#### [REQUIREMENT]
Gather every line in the records below that contains the word "filename".

[Excerpts from a dataset]
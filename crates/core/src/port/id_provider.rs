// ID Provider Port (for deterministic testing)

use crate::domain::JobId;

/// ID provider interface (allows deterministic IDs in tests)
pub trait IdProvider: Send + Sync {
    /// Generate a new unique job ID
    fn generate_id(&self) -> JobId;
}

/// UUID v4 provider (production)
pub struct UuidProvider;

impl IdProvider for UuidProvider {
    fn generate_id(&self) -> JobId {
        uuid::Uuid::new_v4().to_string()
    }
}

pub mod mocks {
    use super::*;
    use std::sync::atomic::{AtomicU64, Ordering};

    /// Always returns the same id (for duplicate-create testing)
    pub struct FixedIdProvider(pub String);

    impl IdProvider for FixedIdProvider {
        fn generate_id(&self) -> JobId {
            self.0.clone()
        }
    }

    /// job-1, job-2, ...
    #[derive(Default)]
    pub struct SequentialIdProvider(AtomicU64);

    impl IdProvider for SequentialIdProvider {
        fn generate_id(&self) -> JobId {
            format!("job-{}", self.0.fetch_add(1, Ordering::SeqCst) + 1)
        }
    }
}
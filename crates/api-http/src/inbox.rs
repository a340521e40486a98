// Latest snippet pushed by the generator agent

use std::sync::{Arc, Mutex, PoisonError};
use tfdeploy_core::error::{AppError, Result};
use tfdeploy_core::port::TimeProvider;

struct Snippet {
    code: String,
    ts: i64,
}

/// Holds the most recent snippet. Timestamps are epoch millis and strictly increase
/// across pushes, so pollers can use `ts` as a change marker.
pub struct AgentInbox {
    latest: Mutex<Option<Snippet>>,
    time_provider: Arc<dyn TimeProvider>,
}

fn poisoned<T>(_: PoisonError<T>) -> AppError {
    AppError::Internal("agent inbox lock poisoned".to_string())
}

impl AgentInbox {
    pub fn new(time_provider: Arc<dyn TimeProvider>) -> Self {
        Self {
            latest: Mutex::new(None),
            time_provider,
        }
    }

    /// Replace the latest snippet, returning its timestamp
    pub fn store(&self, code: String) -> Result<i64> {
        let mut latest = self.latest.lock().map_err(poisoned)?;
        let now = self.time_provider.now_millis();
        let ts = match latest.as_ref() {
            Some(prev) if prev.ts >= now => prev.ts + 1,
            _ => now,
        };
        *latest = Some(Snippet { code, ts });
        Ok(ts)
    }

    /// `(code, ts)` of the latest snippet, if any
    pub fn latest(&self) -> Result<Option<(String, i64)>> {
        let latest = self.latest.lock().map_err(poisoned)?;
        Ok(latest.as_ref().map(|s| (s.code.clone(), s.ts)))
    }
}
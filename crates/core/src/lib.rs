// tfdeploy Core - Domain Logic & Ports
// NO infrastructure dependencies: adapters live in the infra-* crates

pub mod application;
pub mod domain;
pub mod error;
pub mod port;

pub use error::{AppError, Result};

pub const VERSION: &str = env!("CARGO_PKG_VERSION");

#### [ANSWER TO THE PROBLEM]
filename crates/core/src/port/id_provider.rs
filename crates/api-http/src/inbox.rs
filename crates/core/src/lib.rs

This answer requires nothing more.